Charron & Merle-Montet v. France
scroll
Access to MAP
(Application No. 22612/15), 12 June 2017
Find here the communicated case.
Find here the decision of inadmissibility.
- The applicants, a same-sex married couple, complain that their request for artificial insemination has been rejected on the ground of their sexual orientation. Donor insemination is legal in France and has been available, since at least 1994, to unmarried different-sex couples.

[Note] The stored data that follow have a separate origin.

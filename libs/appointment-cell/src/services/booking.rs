use chrono::Utc;
use reqwest::Method;
use serde_json::{json, Value};
use tracing::{debug, info, warn};
use uuid::Uuid;

use shared_config::AppConfig;
use shared_database::store::StoreClient;

use doctor_cell::services::availability::AvailabilityService;
use doctor_cell::services::doctor::DoctorService;
use patient_cell::services::patient::PatientService;

use crate::models::{Appointment, AppointmentStatus, BookAppointmentRequest, BookingError};

pub struct BookingService {
    store: StoreClient,
    availability: AvailabilityService,
    doctor_service: DoctorService,
    patient_service: PatientService,
}

impl BookingService {
    pub fn new(config: &AppConfig) -> Self {
        Self {
            store: StoreClient::new(config),
            availability: AvailabilityService::new(config),
            doctor_service: DoctorService::new(config),
            patient_service: PatientService::new(config),
        }
    }

    /// Reserve a slot and persist the appointment. Failure order: unknown
    /// doctor, unavailable doctor, occupied slot, duplicate booking by the
    /// same user. On success the slot lands in the doctor's ledger before
    /// the appointment document is written; a failed write releases the
    /// slot again before the error propagates.
    pub async fn book_appointment(
        &self,
        user_id: Uuid,
        request: BookAppointmentRequest,
    ) -> Result<Appointment, BookingError> {
        info!(
            "Booking slot {} {} with doctor {} for user {}",
            request.slot_date, request.slot_time, request.doc_id, user_id
        );

        let doctor = self.doctor_service.get_doctor(request.doc_id).await?;

        if !doctor.available {
            return Err(BookingError::DoctorUnavailable);
        }

        if doctor
            .booked_slots
            .is_booked(&request.slot_date, &request.slot_time)
        {
            return Err(BookingError::SlotAlreadyBooked);
        }

        if self
            .has_duplicate_booking(user_id, request.doc_id, &request.slot_date, &request.slot_time)
            .await?
        {
            return Err(BookingError::DuplicateBooking);
        }

        let patient = self.patient_service.get_patient(user_id).await?;

        // Reserve first: the doctor record is the source of truth for slot
        // occupancy, and the CAS write rejects a concurrent taker.
        let reserved_doctor = self
            .availability
            .reserve_slot(request.doc_id, &request.slot_date, &request.slot_time)
            .await?;

        let now = Utc::now();
        let appointment_data = json!({
            "id": Uuid::new_v4(),
            "user_id": user_id,
            "doc_id": reserved_doctor.id,
            "slot_date": request.slot_date,
            "slot_time": request.slot_time,
            "user_data": patient.snapshot(),
            "doc_data": reserved_doctor.snapshot(),
            "amount": reserved_doctor.fees,
            "status": AppointmentStatus::Booked.to_string(),
            "payment": false,
            "created_at": now.to_rfc3339(),
            "updated_at": now.to_rfc3339()
        });

        let insert_result = self
            .store
            .write(Method::POST, "/rest/v1/appointments", appointment_data)
            .await;

        let result = match insert_result {
            Ok(result) => result,
            Err(e) => {
                warn!(
                    "Appointment insert failed after slot reserve, releasing {} {}",
                    request.slot_date, request.slot_time
                );
                if let Err(release_err) = self
                    .availability
                    .release_slot(request.doc_id, &request.slot_date, &request.slot_time)
                    .await
                {
                    warn!("Slot release after failed insert also failed: {}", release_err);
                }
                return Err(BookingError::Database(e.to_string()));
            }
        };

        let value = result
            .into_iter()
            .next()
            .ok_or_else(|| BookingError::Database("Failed to create appointment".to_string()))?;
        let appointment: Appointment = serde_json::from_value(value)
            .map_err(|e| BookingError::Database(format!("Failed to parse appointment: {}", e)))?;

        info!("Appointment {} booked", appointment.id);
        Ok(appointment)
    }

    pub async fn get_appointment(&self, appointment_id: Uuid) -> Result<Appointment, BookingError> {
        debug!("Fetching appointment: {}", appointment_id);

        let path = format!("/rest/v1/appointments?id=eq.{}", appointment_id);
        let result: Vec<Value> = self
            .store
            .request(Method::GET, &path, None)
            .await
            .map_err(|e| BookingError::Database(e.to_string()))?;

        let value = result
            .into_iter()
            .next()
            .ok_or(BookingError::AppointmentNotFound)?;
        serde_json::from_value(value)
            .map_err(|e| BookingError::Database(format!("Failed to parse appointment: {}", e)))
    }

    pub async fn list_for_user(&self, user_id: Uuid) -> Result<Vec<Appointment>, BookingError> {
        let path = format!(
            "/rest/v1/appointments?user_id=eq.{}&order=created_at.desc",
            user_id
        );
        self.fetch_appointments(&path).await
    }

    pub async fn list_for_doctor(&self, doc_id: Uuid) -> Result<Vec<Appointment>, BookingError> {
        let path = format!(
            "/rest/v1/appointments?doc_id=eq.{}&order=created_at.desc",
            doc_id
        );
        self.fetch_appointments(&path).await
    }

    pub async fn list_all(&self) -> Result<Vec<Appointment>, BookingError> {
        self.fetch_appointments("/rest/v1/appointments?order=created_at.desc")
            .await
    }

    async fn has_duplicate_booking(
        &self,
        user_id: Uuid,
        doc_id: Uuid,
        slot_date: &str,
        slot_time: &str,
    ) -> Result<bool, BookingError> {
        let path = format!(
            "/rest/v1/appointments?user_id=eq.{}&doc_id=eq.{}&slot_date=eq.{}&slot_time=eq.{}&status=neq.cancelled",
            user_id,
            doc_id,
            urlencoding::encode(slot_date),
            urlencoding::encode(slot_time)
        );

        let result: Vec<Value> = self
            .store
            .request(Method::GET, &path, None)
            .await
            .map_err(|e| BookingError::Database(e.to_string()))?;

        Ok(!result.is_empty())
    }

    async fn fetch_appointments(&self, path: &str) -> Result<Vec<Appointment>, BookingError> {
        let result: Vec<Value> = self
            .store
            .request(Method::GET, path, None)
            .await
            .map_err(|e| BookingError::Database(e.to_string()))?;

        result
            .into_iter()
            .map(|value| {
                serde_json::from_value(value).map_err(|e| {
                    BookingError::Database(format!("Failed to parse appointment: {}", e))
                })
            })
            .collect()
    }
}
use std::sync::Arc;

use axum::{routing::get, Router};

use admin_cell::router::admin_routes;
use appointment_cell::router::{doctor_appointment_routes, user_appointment_routes};
use doctor_cell::router::doctor_routes;
use patient_cell::router::user_routes;
use shared_config::AppConfig;

pub fn create_router(state: Arc<AppConfig>) -> Router {
    // Each actor prefix merges its account routes with the appointment
    // routes the appointment cell contributes for that actor.
    let user_api = user_routes(state.clone()).merge(user_appointment_routes(state.clone()));
    let doctor_api = doctor_routes(state.clone()).merge(doctor_appointment_routes(state.clone()));
    let admin_api = admin_routes(state.clone());

    Router::new()
        .route("/", get(|| async { "Medibook API is running!" }))
        .nest("/api/user", user_api)
        .nest("/api/doctor", doctor_api)
        .nest("/api/admin", admin_api)
}
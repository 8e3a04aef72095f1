use anyhow::{anyhow, Result};
use reqwest::{
    header::{HeaderMap, HeaderValue, AUTHORIZATION, CONTENT_TYPE},
    Client, Method,
};
use serde::de::DeserializeOwned;
use serde_json::Value;
use tracing::{debug, error};
use uuid::Uuid;

use shared_config::AppConfig;

/// JSON document-store client. The backend is the single trusted writer, so
/// every request authenticates with the service key.
pub struct StoreClient {
    client: Client,
    base_url: String,
    service_key: String,
}

impl StoreClient {
    pub fn new(config: &AppConfig) -> Self {
        Self {
            client: Client::new(),
            base_url: config.store_url.clone(),
            service_key: config.store_service_key.clone(),
        }
    }

    fn get_headers(&self) -> HeaderMap {
        let mut headers = HeaderMap::new();

        headers.insert("apikey", HeaderValue::from_str(&self.service_key).unwrap());
        headers.insert(CONTENT_TYPE, HeaderValue::from_static("application/json"));
        headers.insert(
            AUTHORIZATION,
            HeaderValue::from_str(&format!("Bearer {}", self.service_key)).unwrap(),
        );

        headers
    }

    pub async fn request<T>(&self, method: Method, path: &str, body: Option<Value>) -> Result<T>
    where
        T: DeserializeOwned,
    {
        self.request_with_headers(method, path, body, None).await
    }

    pub async fn request_with_headers<T>(
        &self,
        method: Method,
        path: &str,
        body: Option<Value>,
        extra_headers: Option<HeaderMap>,
    ) -> Result<T>
    where
        T: DeserializeOwned,
    {
        let url = format!("{}{}", self.base_url, path);
        debug!("Making request to {}", url);

        let mut headers = self.get_headers();
        if let Some(extra) = extra_headers {
            headers.extend(extra);
        }

        let mut req = self.client.request(method, &url).headers(headers);

        if let Some(body_data) = body {
            req = req.json(&body_data);
        }

        let response = req.send().await?;

        let status = response.status();
        if !status.is_success() {
            let error_text = response.text().await?;
            error!("Store error ({}): {}", status, error_text);

            return Err(match status.as_u16() {
                401 | 403 => anyhow!("Store authentication error: {}", error_text),
                404 => anyhow!("Resource not found: {}", error_text),
                _ => anyhow!("Store error ({}): {}", status, error_text),
            });
        }

        let data = response.json::<T>().await?;
        Ok(data)
    }

    /// Write helper: POST/PATCH with `Prefer: return=representation` so the
    /// store echoes the affected documents back.
    pub async fn write(&self, method: Method, path: &str, body: Value) -> Result<Vec<Value>> {
        let mut headers = HeaderMap::new();
        headers.insert("Prefer", HeaderValue::from_static("return=representation"));

        self.request_with_headers(method, path, Some(body), Some(headers))
            .await
    }

    /// Upload raw image bytes to the media store, returning the public URL.
    pub async fn upload_media(
        &self,
        folder: &str,
        content_type: &str,
        bytes: Vec<u8>,
    ) -> Result<String> {
        let ext = match content_type {
            "image/png" => "png",
            "image/jpeg" | "image/jpg" => "jpg",
            _ => "png",
        };
        let object_path = format!("{}/{}.{}", folder, Uuid::new_v4(), ext);
        let url = format!("{}/storage/v1/object/media/{}", self.base_url, object_path);
        debug!("Uploading media object to {}", url);

        let response = self
            .client
            .post(&url)
            .header("apikey", &self.service_key)
            .header(AUTHORIZATION, format!("Bearer {}", self.service_key))
            .header(CONTENT_TYPE, content_type)
            .body(bytes)
            .send()
            .await?;

        let status = response.status();
        if !status.is_success() {
            let error_text = response.text().await?;
            error!("Media upload failed ({}): {}", status, error_text);
            return Err(anyhow!("Media upload failed ({}): {}", status, error_text));
        }

        Ok(self.public_media_url(&object_path))
    }

    pub fn public_media_url(&self, object_path: &str) -> String {
        format!(
            "{}/storage/v1/object/public/media/{}",
            self.base_url, object_path
        )
    }

    pub fn get_base_url(&self) -> &str {
        &self.base_url
    }
}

- ILGA-Europe together with FIDH, NELFA, ECSOL, LDH, ADHEOS and ADFH submitted the following:
- The decision to apply for a legally available opportunity to become a genetic parent clearly falls within the ambit of Article 8, whether taken on its own or in conjunction with Article 14. The Court’s consistent case law prohibits differences in treatment between same-sex couples and unmarried different-sex couples. It has found discrimination, violating Article 14 combined with another Convention right, where a same-sex couple was denied a right or opportunity granted to unmarried different-sex couples.
- The situation of a lesbian couple is relevantly similar (or comparable) to the situation of an unmarried different-sex couple who request donor insemination, so that the female (but not the male) partner can become the genetic parent of a child. Particularly serious reasons, or particularly convincing and weighty reasons, do not exist for the difference in treatment between lesbian couples and unmarried different-sex couples.
- Developments in other Council of Europe member states and other democratic societies support a narrow margin of appreciation. Indeed, in the majority of Council of Europe member states, and in other democratic societies, lesbian women have access to donor insemination, as individuals or as couples.